- Opening Delimiter -

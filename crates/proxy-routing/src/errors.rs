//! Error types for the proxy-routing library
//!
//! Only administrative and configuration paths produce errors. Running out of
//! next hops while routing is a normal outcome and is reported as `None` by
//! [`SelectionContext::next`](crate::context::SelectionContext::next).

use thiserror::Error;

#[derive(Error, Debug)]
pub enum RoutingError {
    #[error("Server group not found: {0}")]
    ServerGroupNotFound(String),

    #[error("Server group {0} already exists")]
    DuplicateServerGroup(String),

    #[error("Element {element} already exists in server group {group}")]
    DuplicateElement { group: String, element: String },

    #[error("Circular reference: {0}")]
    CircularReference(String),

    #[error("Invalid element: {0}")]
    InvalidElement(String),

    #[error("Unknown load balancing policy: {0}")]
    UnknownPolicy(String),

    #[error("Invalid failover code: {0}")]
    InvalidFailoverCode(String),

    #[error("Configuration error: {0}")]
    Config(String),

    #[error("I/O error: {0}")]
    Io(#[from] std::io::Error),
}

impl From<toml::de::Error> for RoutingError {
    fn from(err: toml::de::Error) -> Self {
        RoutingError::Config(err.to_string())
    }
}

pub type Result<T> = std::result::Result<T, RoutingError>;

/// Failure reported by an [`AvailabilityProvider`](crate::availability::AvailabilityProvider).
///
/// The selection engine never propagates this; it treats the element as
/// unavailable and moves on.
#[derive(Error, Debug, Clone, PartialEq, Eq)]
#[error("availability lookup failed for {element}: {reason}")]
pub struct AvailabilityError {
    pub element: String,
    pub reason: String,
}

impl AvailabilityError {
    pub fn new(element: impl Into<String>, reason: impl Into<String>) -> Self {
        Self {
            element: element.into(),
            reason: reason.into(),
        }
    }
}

- Closing Delimiter -
- Opening Delimiter -

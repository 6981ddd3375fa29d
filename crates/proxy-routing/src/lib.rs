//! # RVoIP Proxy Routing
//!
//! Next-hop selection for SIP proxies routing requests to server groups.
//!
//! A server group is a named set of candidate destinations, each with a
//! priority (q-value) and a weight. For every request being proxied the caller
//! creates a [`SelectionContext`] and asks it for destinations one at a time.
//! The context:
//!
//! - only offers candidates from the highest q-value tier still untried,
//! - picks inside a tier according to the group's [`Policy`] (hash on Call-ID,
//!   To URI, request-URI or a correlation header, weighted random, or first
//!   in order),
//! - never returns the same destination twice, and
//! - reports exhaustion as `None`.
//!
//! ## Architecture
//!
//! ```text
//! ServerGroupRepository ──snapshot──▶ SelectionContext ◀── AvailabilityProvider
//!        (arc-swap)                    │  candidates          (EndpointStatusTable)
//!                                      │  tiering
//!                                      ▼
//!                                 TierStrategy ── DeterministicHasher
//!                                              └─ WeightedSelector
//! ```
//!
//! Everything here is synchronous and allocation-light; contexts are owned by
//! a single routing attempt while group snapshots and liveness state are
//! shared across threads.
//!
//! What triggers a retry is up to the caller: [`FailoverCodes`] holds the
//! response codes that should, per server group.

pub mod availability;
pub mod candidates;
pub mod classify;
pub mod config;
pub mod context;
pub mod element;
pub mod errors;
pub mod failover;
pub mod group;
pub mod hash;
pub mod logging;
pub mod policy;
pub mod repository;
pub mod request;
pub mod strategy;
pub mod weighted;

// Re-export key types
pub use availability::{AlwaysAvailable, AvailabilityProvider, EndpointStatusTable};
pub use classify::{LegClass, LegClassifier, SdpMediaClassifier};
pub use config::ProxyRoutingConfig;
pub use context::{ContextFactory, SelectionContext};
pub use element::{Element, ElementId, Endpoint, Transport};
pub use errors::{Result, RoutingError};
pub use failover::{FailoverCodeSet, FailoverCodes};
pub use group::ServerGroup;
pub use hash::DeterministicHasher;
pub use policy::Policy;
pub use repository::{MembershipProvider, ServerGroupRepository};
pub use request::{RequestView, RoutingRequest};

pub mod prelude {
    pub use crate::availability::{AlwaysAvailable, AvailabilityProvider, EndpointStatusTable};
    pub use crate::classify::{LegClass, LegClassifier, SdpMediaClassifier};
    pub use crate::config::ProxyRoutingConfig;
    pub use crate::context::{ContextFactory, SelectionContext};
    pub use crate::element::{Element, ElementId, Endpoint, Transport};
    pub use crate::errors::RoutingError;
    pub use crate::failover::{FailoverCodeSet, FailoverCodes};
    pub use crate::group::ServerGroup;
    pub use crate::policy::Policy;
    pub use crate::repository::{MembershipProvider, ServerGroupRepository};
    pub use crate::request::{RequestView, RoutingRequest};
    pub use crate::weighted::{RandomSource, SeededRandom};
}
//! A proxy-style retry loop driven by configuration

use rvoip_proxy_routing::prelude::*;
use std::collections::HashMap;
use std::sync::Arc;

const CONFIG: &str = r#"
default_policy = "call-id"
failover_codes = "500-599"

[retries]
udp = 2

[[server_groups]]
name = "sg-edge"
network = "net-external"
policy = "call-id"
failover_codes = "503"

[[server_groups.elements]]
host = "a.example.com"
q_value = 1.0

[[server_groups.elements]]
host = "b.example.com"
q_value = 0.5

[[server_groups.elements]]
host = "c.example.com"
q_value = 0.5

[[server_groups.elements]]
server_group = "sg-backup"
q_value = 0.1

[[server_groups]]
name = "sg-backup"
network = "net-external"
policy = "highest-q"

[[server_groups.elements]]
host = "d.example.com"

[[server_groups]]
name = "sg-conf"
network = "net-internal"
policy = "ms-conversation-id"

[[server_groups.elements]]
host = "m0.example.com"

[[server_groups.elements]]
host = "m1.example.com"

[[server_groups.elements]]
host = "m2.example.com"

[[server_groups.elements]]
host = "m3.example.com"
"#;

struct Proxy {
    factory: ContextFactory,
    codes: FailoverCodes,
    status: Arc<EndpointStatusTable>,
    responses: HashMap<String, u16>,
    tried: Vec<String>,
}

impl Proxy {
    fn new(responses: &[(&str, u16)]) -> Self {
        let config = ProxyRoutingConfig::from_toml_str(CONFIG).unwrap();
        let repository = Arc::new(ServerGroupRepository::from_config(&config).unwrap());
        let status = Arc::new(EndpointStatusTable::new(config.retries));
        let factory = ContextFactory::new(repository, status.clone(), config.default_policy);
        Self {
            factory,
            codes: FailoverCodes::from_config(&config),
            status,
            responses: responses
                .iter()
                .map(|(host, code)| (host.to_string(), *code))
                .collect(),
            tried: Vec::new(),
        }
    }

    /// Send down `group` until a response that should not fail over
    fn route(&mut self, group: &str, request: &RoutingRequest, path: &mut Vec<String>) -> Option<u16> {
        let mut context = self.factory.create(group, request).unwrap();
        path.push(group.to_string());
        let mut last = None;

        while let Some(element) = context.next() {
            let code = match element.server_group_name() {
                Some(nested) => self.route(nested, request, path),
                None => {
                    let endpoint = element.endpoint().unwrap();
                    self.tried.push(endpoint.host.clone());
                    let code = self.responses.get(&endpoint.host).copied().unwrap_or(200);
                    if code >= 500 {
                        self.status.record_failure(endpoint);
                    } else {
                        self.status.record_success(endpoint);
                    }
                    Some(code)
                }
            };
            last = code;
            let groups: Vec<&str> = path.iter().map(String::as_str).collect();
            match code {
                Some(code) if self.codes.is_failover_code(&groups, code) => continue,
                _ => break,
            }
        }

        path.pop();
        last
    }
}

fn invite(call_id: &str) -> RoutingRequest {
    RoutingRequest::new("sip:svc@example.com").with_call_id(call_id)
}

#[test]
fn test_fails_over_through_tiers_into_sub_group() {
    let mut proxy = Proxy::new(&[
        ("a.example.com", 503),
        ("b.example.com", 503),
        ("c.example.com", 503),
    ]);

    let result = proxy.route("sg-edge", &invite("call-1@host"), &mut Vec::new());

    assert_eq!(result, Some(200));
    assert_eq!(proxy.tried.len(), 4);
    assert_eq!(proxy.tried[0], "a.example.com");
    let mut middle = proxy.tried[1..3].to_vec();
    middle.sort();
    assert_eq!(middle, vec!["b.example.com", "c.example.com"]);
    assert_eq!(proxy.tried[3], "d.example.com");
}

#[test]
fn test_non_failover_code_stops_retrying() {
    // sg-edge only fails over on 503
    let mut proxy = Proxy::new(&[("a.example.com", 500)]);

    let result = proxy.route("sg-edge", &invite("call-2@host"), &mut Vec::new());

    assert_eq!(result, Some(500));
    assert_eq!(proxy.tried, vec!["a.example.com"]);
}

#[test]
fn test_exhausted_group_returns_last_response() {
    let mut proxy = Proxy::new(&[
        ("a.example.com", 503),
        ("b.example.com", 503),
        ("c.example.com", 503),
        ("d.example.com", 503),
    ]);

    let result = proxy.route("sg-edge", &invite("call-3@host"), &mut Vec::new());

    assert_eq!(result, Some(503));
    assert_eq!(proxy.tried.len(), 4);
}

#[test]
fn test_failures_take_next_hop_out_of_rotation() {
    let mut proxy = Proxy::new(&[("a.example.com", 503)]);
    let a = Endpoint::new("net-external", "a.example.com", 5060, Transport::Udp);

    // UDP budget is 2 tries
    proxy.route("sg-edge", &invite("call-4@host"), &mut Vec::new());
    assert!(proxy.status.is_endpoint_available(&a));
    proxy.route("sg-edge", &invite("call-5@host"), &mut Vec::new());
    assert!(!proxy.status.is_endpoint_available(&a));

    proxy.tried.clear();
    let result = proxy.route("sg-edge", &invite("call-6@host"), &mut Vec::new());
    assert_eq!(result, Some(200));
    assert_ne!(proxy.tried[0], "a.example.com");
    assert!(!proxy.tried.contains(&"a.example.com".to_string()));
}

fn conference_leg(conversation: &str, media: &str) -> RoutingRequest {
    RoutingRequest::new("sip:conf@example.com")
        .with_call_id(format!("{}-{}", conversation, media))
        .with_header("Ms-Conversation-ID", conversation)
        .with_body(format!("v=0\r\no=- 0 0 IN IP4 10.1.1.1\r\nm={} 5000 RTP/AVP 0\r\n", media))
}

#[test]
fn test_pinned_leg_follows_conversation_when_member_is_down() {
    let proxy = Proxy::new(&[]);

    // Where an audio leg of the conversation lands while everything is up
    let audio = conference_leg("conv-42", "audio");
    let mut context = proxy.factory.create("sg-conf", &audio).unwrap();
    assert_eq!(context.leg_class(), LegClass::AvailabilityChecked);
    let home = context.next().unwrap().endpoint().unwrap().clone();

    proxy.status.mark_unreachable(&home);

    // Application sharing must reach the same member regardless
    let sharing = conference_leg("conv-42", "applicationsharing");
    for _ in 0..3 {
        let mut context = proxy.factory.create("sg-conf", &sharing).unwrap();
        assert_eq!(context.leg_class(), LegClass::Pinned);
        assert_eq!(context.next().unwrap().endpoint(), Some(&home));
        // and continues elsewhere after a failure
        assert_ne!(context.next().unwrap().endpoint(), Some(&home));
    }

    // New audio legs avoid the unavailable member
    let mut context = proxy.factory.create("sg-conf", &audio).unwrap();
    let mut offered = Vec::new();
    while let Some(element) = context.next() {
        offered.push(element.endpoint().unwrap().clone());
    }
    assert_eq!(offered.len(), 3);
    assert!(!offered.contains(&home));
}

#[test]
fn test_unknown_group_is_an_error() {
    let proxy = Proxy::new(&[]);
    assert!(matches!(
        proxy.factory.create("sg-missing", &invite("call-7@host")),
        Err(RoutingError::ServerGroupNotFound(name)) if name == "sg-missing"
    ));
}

- Closing Delimiter -
- Opening Delimiter -

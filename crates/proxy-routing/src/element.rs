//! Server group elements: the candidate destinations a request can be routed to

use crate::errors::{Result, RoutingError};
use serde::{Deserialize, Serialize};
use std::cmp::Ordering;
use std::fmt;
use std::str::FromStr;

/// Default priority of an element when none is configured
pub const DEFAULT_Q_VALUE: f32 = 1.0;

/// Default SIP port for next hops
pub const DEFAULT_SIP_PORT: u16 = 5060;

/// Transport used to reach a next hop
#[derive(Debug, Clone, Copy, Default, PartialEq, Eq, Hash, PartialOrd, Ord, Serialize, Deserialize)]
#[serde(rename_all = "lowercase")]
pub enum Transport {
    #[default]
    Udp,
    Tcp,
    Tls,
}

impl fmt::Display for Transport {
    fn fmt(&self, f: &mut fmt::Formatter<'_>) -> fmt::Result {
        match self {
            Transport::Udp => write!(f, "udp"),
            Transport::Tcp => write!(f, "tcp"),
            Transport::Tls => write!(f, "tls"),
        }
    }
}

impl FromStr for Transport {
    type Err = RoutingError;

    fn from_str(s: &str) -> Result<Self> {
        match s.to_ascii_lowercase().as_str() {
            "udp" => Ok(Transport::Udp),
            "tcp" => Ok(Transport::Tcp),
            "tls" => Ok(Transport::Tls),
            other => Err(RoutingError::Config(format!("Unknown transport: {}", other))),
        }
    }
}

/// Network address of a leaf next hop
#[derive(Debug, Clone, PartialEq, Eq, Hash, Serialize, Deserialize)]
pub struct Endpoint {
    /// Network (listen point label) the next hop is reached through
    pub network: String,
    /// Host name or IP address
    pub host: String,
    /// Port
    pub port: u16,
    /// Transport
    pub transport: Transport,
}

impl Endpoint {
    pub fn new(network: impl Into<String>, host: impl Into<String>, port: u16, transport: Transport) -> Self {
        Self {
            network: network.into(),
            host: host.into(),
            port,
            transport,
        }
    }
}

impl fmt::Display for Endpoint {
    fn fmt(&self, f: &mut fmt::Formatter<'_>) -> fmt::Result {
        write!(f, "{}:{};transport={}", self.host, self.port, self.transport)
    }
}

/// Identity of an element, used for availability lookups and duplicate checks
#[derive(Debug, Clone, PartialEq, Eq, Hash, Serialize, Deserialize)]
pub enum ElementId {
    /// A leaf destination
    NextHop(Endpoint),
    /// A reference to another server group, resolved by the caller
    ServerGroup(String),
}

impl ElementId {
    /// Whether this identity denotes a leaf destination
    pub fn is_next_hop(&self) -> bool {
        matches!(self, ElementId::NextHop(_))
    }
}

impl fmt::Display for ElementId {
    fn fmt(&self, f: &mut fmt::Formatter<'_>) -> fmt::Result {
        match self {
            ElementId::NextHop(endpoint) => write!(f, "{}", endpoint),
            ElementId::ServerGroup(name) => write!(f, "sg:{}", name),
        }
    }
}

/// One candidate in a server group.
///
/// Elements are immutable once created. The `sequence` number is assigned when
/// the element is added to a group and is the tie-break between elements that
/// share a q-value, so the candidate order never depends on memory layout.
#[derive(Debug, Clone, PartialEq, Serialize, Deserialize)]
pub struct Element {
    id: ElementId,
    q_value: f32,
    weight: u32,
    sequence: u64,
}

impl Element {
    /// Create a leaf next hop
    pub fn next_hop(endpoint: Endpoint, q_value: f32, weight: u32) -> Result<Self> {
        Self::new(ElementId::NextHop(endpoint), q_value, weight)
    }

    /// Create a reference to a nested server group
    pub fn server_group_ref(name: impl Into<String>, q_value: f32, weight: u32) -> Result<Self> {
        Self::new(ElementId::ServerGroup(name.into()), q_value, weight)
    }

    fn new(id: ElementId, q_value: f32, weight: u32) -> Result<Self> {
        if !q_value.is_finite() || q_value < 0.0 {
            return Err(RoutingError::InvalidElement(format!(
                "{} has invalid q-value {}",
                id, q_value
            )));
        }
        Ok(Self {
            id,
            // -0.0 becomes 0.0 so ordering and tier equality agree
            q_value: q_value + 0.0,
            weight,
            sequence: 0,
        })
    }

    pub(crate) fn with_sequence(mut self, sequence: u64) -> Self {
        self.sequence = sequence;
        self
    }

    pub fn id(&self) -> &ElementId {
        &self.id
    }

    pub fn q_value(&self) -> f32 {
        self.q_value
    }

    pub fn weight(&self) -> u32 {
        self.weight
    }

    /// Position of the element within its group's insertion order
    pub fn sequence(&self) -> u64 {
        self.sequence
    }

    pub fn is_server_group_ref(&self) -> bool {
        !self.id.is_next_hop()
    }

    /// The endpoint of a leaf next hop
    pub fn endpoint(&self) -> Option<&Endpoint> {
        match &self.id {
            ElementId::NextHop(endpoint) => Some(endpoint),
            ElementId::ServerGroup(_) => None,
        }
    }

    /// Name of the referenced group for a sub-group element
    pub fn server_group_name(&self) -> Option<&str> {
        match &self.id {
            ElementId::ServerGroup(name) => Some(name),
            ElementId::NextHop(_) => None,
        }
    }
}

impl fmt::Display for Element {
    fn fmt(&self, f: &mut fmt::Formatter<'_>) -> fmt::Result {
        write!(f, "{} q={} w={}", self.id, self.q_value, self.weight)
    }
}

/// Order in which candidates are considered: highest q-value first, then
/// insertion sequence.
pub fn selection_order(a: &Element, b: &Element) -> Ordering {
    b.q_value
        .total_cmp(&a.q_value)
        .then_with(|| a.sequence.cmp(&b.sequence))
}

- Closing Delimiter -

(Task to complete)
From the data above, count the lines where "enum" occurs and give that figure and nothing else.

(Exercise answer)
3